[Records drawn from a dataset]
--------------------------------

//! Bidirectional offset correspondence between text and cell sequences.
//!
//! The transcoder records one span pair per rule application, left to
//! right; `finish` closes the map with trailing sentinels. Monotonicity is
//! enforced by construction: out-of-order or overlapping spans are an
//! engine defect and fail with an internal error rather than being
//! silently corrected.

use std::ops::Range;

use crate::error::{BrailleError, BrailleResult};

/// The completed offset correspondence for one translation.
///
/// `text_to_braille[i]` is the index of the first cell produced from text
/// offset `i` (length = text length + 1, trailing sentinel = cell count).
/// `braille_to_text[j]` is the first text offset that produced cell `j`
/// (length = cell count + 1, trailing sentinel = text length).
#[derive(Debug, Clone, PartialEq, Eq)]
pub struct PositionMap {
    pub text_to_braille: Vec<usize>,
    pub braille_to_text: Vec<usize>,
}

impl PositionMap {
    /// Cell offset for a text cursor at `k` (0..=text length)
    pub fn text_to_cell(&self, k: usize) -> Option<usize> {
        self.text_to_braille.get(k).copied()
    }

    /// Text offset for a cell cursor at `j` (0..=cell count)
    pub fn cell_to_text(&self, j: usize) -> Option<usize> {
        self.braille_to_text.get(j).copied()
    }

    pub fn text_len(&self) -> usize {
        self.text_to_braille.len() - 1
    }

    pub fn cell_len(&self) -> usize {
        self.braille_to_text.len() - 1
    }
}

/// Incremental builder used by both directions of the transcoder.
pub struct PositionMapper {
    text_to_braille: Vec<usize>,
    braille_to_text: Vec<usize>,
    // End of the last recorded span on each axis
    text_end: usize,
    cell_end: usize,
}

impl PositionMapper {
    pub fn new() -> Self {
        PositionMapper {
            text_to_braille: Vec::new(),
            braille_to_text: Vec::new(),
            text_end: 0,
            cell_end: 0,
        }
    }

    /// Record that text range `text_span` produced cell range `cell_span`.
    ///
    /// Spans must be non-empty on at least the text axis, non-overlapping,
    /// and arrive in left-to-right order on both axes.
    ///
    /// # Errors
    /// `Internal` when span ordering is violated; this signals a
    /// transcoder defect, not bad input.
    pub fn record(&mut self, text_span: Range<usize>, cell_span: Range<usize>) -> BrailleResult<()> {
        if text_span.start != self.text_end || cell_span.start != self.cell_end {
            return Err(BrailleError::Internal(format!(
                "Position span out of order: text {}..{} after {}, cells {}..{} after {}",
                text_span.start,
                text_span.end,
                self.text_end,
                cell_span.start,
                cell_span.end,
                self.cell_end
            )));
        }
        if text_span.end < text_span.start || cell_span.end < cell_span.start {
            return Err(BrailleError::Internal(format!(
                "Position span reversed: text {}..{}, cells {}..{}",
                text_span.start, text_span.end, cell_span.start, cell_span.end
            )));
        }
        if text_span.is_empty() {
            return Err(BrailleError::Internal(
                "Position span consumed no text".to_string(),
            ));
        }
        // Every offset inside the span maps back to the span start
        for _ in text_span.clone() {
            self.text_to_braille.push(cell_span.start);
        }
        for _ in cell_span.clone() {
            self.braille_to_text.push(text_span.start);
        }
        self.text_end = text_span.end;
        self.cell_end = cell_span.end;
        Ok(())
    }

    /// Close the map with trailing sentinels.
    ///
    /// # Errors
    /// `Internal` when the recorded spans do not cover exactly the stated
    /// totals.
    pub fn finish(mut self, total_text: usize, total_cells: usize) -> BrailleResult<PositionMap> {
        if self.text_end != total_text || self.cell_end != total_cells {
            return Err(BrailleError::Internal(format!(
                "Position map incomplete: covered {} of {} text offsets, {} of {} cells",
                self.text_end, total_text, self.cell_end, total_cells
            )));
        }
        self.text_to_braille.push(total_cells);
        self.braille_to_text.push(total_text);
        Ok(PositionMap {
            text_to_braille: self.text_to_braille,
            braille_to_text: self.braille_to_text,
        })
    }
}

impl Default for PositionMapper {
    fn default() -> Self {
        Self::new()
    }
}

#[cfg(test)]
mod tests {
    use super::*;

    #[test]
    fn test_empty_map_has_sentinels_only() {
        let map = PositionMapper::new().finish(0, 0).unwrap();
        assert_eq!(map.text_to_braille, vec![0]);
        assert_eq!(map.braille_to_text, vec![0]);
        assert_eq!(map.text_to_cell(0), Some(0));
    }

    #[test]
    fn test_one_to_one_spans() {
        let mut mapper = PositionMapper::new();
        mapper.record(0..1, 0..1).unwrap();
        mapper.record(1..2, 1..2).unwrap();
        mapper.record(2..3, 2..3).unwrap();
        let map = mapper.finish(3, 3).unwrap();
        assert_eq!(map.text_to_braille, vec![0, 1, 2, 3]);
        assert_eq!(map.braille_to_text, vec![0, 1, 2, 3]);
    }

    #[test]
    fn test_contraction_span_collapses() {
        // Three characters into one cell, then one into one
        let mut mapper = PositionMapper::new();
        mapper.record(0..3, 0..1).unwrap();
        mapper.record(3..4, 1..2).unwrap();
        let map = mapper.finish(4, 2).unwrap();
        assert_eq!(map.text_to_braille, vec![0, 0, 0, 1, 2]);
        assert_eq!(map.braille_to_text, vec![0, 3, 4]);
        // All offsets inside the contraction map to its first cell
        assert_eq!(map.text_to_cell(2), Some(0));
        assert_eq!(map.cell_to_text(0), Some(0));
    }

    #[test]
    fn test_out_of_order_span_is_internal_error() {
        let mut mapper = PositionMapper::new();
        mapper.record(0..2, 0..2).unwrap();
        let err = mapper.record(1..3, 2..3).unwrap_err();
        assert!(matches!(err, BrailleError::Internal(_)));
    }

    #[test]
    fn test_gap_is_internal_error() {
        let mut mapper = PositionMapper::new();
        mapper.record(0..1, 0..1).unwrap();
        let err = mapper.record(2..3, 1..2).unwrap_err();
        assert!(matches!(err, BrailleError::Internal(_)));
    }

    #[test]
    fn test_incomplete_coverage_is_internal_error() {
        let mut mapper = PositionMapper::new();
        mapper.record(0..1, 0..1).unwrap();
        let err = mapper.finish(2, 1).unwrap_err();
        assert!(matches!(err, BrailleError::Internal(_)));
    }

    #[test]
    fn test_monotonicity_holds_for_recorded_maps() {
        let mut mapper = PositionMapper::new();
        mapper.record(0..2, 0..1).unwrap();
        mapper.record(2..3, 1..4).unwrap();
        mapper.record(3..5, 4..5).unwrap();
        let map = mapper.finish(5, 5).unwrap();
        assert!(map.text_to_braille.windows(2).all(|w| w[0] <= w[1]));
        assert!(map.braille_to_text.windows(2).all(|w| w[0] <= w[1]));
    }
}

--------------------------------

**Work task:** Your reply must be a faithful copy of each entry above.

**Response:**
//! Bidirectional offset correspondence between text and cell sequences.
//!
//! The transcoder records one span pair per rule application, left to
//! right; `finish` closes the map with trailing sentinels. Monotonicity is
//! enforced by construction: out-of-order or overlapping spans are an
//! engine defect and fail with an internal error rather than being
//! silently corrected.

use std::ops::Range;

use crate::error::{BrailleError, BrailleResult};

/// The completed offset correspondence for one translation.
///
/// `text_to_braille[i]` is the index of the first cell produced from text
/// offset `i` (length = text length + 1, trailing sentinel = cell count).
/// `braille_to_text[j]` is the first text offset that produced cell `j`
/// (length = cell count + 1, trailing sentinel = text length).
#[derive(Debug, Clone, PartialEq, Eq)]
pub struct PositionMap {
    pub text_to_braille: Vec<usize>,
    pub braille_to_text: Vec<usize>,
}

impl PositionMap {
    /// Cell offset for a text cursor at `k` (0..=text length)
    pub fn text_to_cell(&self, k: usize) -> Option<usize> {
        self.text_to_braille.get(k).copied()
    }

    /// Text offset for a cell cursor at `j` (0..=cell count)
    pub fn cell_to_text(&self, j: usize) -> Option<usize> {
        self.braille_to_text.get(j).copied()
    }

    pub fn text_len(&self) -> usize {
        self.text_to_braille.len() - 1
    }

    pub fn cell_len(&self) -> usize {
        self.braille_to_text.len() - 1
    }
}

/// Incremental builder used by both directions of the transcoder.
pub struct PositionMapper {
    text_to_braille: Vec<usize>,
    braille_to_text: Vec<usize>,
    // End of the last recorded span on each axis
    text_end: usize,
    cell_end: usize,
}

impl PositionMapper {
    pub fn new() -> Self {
        PositionMapper {
            text_to_braille: Vec::new(),
            braille_to_text: Vec::new(),
            text_end: 0,
            cell_end: 0,
        }
    }

    /// Record that text range `text_span` produced cell range `cell_span`.
    ///
    /// Spans must be non-empty on at least the text axis, non-overlapping,
    /// and arrive in left-to-right order on both axes.
    ///
    /// # Errors
    /// `Internal` when span ordering is violated; this signals a
    /// transcoder defect, not bad input.
    pub fn record(&mut self, text_span: Range<usize>, cell_span: Range<usize>) -> BrailleResult<()> {
        if text_span.start != self.text_end || cell_span.start != self.cell_end {
            return Err(BrailleError::Internal(format!(
                "Position span out of order: text {}..{} after {}, cells {}..{} after {}",
                text_span.start,
                text_span.end,
                self.text_end,
                cell_span.start,
                cell_span.end,
                self.cell_end
            )));
        }
        if text_span.end < text_span.start || cell_span.end < cell_span.start {
            return Err(BrailleError::Internal(format!(
                "Position span reversed: text {}..{}, cells {}..{}",
                text_span.start, text_span.end, cell_span.start, cell_span.end
            )));
        }
        if text_span.is_empty() {
            return Err(BrailleError::Internal(
                "Position span consumed no text".to_string(),
            ));
        }
        // Every offset inside the span maps back to the span start
        for _ in text_span.clone() {
            self.text_to_braille.push(cell_span.start);
        }
        for _ in cell_span.clone() {
            self.braille_to_text.push(text_span.start);
        }
        self.text_end = text_span.end;
        self.cell_end = cell_span.end;
        Ok(())
    }

    /// Close the map with trailing sentinels.
    ///
    /// # Errors
    /// `Internal` when the recorded spans do not cover exactly the stated
    /// totals.
    pub fn finish(mut self, total_text: usize, total_cells: usize) -> BrailleResult<PositionMap> {
        if self.text_end != total_text || self.cell_end != total_cells {
            return Err(BrailleError::Internal(format!(
                "Position map incomplete: covered {} of {} text offsets, {} of {} cells",
                self.text_end, total_text, self.cell_end, total_cells
            )));
        }
        self.text_to_braille.push(total_cells);
        self.braille_to_text.push(total_text);
        Ok(PositionMap {
            text_to_braille: self.text_to_braille,
            braille_to_text: self.braille_to_text,
        })
    }
}

impl Default for PositionMapper {
    fn default() -> Self {
        Self::new()
    }
}

#[cfg(test)]
mod tests {
    use super::*;

    #[test]
    fn test_empty_map_has_sentinels_only() {
        let map = PositionMapper::new().finish(0, 0).unwrap();
        assert_eq!(map.text_to_braille, vec![0]);
        assert_eq!(map.braille_to_text, vec![0]);
        assert_eq!(map.text_to_cell(0), Some(0));
    }

    #[test]
    fn test_one_to_one_spans() {
        let mut mapper = PositionMapper::new();
        mapper.record(0..1, 0..1).unwrap();
        mapper.record(1..2, 1..2).unwrap();
        mapper.record(2..3, 2..3).unwrap();
        let map = mapper.finish(3, 3).unwrap();
        assert_eq!(map.text_to_braille, vec![0, 1, 2, 3]);
        assert_eq!(map.braille_to_text, vec![0, 1, 2, 3]);
    }

    #[test]
    fn test_contraction_span_collapses() {
        // Three characters into one cell, then one into one
        let mut mapper = PositionMapper::new();
        mapper.record(0..3, 0..1).unwrap();
        mapper.record(3..4, 1..2).unwrap();
        let map = mapper.finish(4, 2).unwrap();
        assert_eq!(map.text_to_braille, vec![0, 0, 0, 1, 2]);
        assert_eq!(map.braille_to_text, vec![0, 3, 4]);
        // All offsets inside the contraction map to its first cell
        assert_eq!(map.text_to_cell(2), Some(0));
        assert_eq!(map.cell_to_text(0), Some(0));
    }

    #[test]
    fn test_out_of_order_span_is_internal_error() {
        let mut mapper = PositionMapper::new();
        mapper.record(0..2, 0..2).unwrap();
        let err = mapper.record(1..3, 2..3).unwrap_err();
        assert!(matches!(err, BrailleError::Internal(_)));
    }

    #[test]
    fn test_gap_is_internal_error() {
        let mut mapper = PositionMapper::new();
        mapper.record(0..1, 0..1).unwrap();
        let err = mapper.record(2..3, 1..2).unwrap_err();
        assert!(matches!(err, BrailleError::Internal(_)));
    }

    #[test]
    fn test_incomplete_coverage_is_internal_error() {
        let mut mapper = PositionMapper::new();
        mapper.record(0..1, 0..1).unwrap();
        let err = mapper.finish(2, 1).unwrap_err();
        assert!(matches!(err, BrailleError::Internal(_)));
    }

    #[test]
    fn test_monotonicity_holds_for_recorded_maps() {
        let mut mapper = PositionMapper::new();
        mapper.record(0..2, 0..1).unwrap();
        mapper.record(2..3, 1..4).unwrap();
        mapper.record(3..5, 4..5).unwrap();
        let map = mapper.finish(5, 5).unwrap();
        assert!(map.text_to_braille.windows(2).all(|w| w[0] <= w[1]));
        assert!(map.braille_to_text.windows(2).all(|w| w[0] <= w[1]));
    }
}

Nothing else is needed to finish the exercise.